[What is expected] Pull each line with the string "spec" from the entries.

Records drawn from a dataset:
■ ■ ■ ■
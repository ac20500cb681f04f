// ── Central error type ────────────────────────────────────────────────────────
//
// All fallible operations in the engine return `error::Result<T>`.  Nothing
// here is fatal to the host: user-input errors become status messages,
// script errors become (suppressible) dialogs, and the worst outcome of any
// failure is "no replacement performed".

use std::path::PathBuf;

use thiserror::Error;

/// Every error the engine can produce.
#[derive(Debug, Error)]
pub enum Error {
    /// Rejected user input; the operation aborted without side effects.
    #[error(transparent)]
    Input(#[from] UserInputError),

    /// A scripted replacement failed.
    #[error(transparent)]
    Script(#[from] ScriptError),

    /// A pattern list could not be loaded.
    #[error(transparent)]
    Csv(#[from] CsvError),

    /// The regex capability rejected a pattern.
    #[error("Invalid regular expression: {0}")]
    InvalidPattern(String),

    /// A standard I/O error (list import/export, settings file).
    #[error("I/O error on '{}': {source}", path.display())]
    Io {
        path: PathBuf,
        #[source]
        source: std::io::Error,
    },
}

impl Error {
    /// Wrap an I/O error together with the file it concerns.
    pub fn io(path: impl Into<PathBuf>, source: std::io::Error) -> Self {
        Self::Io { path: path.into(), source }
    }
}

// ── User input ────────────────────────────────────────────────────────────────

/// Problems with what the user typed or configured.
///
/// The display strings are the status-bar texts shown to the user.
#[derive(Debug, Clone, PartialEq, Eq, Error)]
pub enum UserInputError {
    #[error("No 'Find String' entered. Please provide a value.")]
    EmptyPattern,
    #[error("Add values into the list. Or uncheck 'Use in List'.")]
    EmptyList,
    #[error("Cannot replace. Document is read-only.")]
    ReadOnly,
    #[error("Column data or delimiter data is missing")]
    MissingColumnData,
    #[error("Invalid range in column data")]
    InvalidColumnRange,
    #[error("Invalid column number")]
    InvalidColumnNumber,
    #[error("Syntax error in column data")]
    ColumnSyntax,
    #[error("Extended delimiter is empty")]
    EmptyDelimiter,
    #[error("Invalid quote character. Use \", ' or leave it empty.")]
    InvalidQuoteChar,
    #[error("Column mode is active but no valid column data is set")]
    ColumnScopeUnset,
}

// ── Scripted replacement ─────────────────────────────────────────────────────

/// Failure while evaluating a replacement template.
///
/// `Syntax` aborts a whole batch because it recurs on every match; the other
/// variants only abandon the current match.
#[derive(Debug, Clone, PartialEq, Error)]
pub enum ScriptError {
    #[error("Use Variables: Syntax Error in '{template}': {message}")]
    Syntax { template: String, message: String },
    #[error("Use Variables: Execution Error in '{template}': {message}")]
    Runtime { template: String, message: String },
    #[error("Execution halted due to execution failure in:\n{template}")]
    NoResult { template: String },
}

impl ScriptError {
    /// The template text that failed.
    pub fn template(&self) -> &str {
        match self {
            Self::Syntax { template, .. }
            | Self::Runtime { template, .. }
            | Self::NoResult { template } => template,
        }
    }

    /// `true` when retrying on the next match cannot succeed either.
    pub fn is_fatal_for_batch(&self) -> bool {
        matches!(self, Self::Syntax { .. })
    }
}

// ── List import ───────────────────────────────────────────────────────────────

/// A pattern list file that could not be loaded.  Always whole-file.
#[derive(Debug, Clone, PartialEq, Eq, Error)]
pub enum CsvError {
    #[error("Invalid number of columns in CSV file '{file}' (record {record}).")]
    ColumnCount { file: String, record: usize },
    #[error("Invalid data in columns of '{file}' (record {record}).")]
    InvalidFlag { file: String, record: usize },
    #[error("Unterminated quoted field in '{file}'.")]
    UnterminatedQuote { file: String },
}

/// Convenience alias used throughout the crate.
pub type Result<T> = std::result::Result<T, Error>;

// ── Tests ─────────────────────────────────────────────────────────────────────

#[cfg(test)]
mod tests {
    use super::*;

    #[test]
    fn read_only_message_matches_status_text() {
        let e: Error = UserInputError::ReadOnly.into();
        assert_eq!(e.to_string(), "Cannot replace. Document is read-only.");
    }

    #[test]
    fn only_syntax_errors_abort_batches() {
        let syntax = ScriptError::Syntax { template: "x(".into(), message: "eof".into() };
        let runtime = ScriptError::Runtime { template: "x()".into(), message: "nil".into() };
        let none = ScriptError::NoResult { template: "1".into() };
        assert!(syntax.is_fatal_for_batch());
        assert!(!runtime.is_fatal_for_batch());
        assert!(!none.is_fatal_for_batch());
        assert_eq!(none.template(), "1");
    }

    #[test]
    fn io_error_names_the_file() {
        let e = Error::io("list.csv", std::io::Error::new(std::io::ErrorKind::NotFound, "gone"));
        assert!(e.to_string().contains("list.csv"));
    }
}
// ── Delimiter / column index ──────────────────────────────────────────────────
//
// Per-line table of delimiter offsets for column-restricted searches.
//
// The index is built once with a full scan and then kept current by replaying
// the `ChangeLog`: inserts and deletes splice `LineInfo` rows in and out,
// modified lines are rescanned and the offset drift is pushed down to every
// later row.  Offsets are absolute byte positions.
//
// Invariant after `rebuild` or `reconcile`:
//   lines.len() == buffer.line_count()
//   lines[i].end + eol_len == lines[i + 1].start

use std::collections::BTreeSet;

use tracing::{debug, trace, warn};

use crate::{
    editor::{Modification, TextBuffer},
    error::UserInputError,
    escape,
};

pub mod changelog;

pub use changelog::{ChangeLog, ChangeLogEntry};

/// Upper bound on the number of columns one spec may select.
const MAX_SELECTED_COLUMNS: usize = 4096;

// ── ColumnDelimiterData ───────────────────────────────────────────────────────

/// Which columns to search and how they are separated.
#[derive(Debug, Clone, Default, PartialEq, Eq)]
pub struct ColumnDelimiterData {
    /// 1-based column numbers.
    pub columns: BTreeSet<usize>,
    /// Escape-decoded delimiter.
    pub delimiter: Vec<u8>,
    pub quote: Option<u8>,
}

impl ColumnDelimiterData {
    /// Parse the three column-mode input fields.
    ///
    /// `columns` is a comma list of `N` or `A-B` items; leading and trailing
    /// commas are ignored.  `delimiter` goes through the extended decoder.
    /// `quote` must be empty, `"` or `'`.
    pub fn parse(columns: &str, delimiter: &str, quote: &str) -> Result<Self, UserInputError> {
        let spec = columns.trim_matches(',');
        if spec.is_empty() || delimiter.is_empty() {
            return Err(UserInputError::MissingColumnData);
        }

        let mut selected = BTreeSet::new();
        for block in spec.split(',') {
            let block = block.trim();
            if let Some((a, b)) = block.split_once('-') {
                let start = parse_column(a)?;
                let end = parse_column(b)?;
                if start < 1 || end < start {
                    return Err(UserInputError::InvalidColumnRange);
                }
                if end - start >= MAX_SELECTED_COLUMNS as i64 {
                    return Err(UserInputError::InvalidColumnRange);
                }
                selected.extend((start..=end).map(|c| c as usize));
            } else {
                let column = parse_column(block)?;
                if column < 1 {
                    return Err(UserInputError::InvalidColumnNumber);
                }
                selected.insert(column as usize);
            }
        }

        let delimiter = escape::decode(delimiter);
        if delimiter.is_empty() {
            return Err(UserInputError::EmptyDelimiter);
        }

        let quote = match quote {
            "" => None,
            "\"" => Some(b'"'),
            "'" => Some(b'\''),
            _ => return Err(UserInputError::InvalidQuoteChar),
        };

        Ok(Self { columns: selected, delimiter, quote })
    }

    pub fn is_valid(&self) -> bool {
        !self.columns.is_empty() && !self.delimiter.is_empty()
    }

    pub fn contains(&self, column: usize) -> bool {
        self.columns.contains(&column)
    }
}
■ ■ ■ ■
[Response]
/// Upper bound on the number of columns one spec may select.
        let spec = columns.trim_matches(',');
        if spec.is_empty() || delimiter.is_empty() {
        for block in spec.split(',') {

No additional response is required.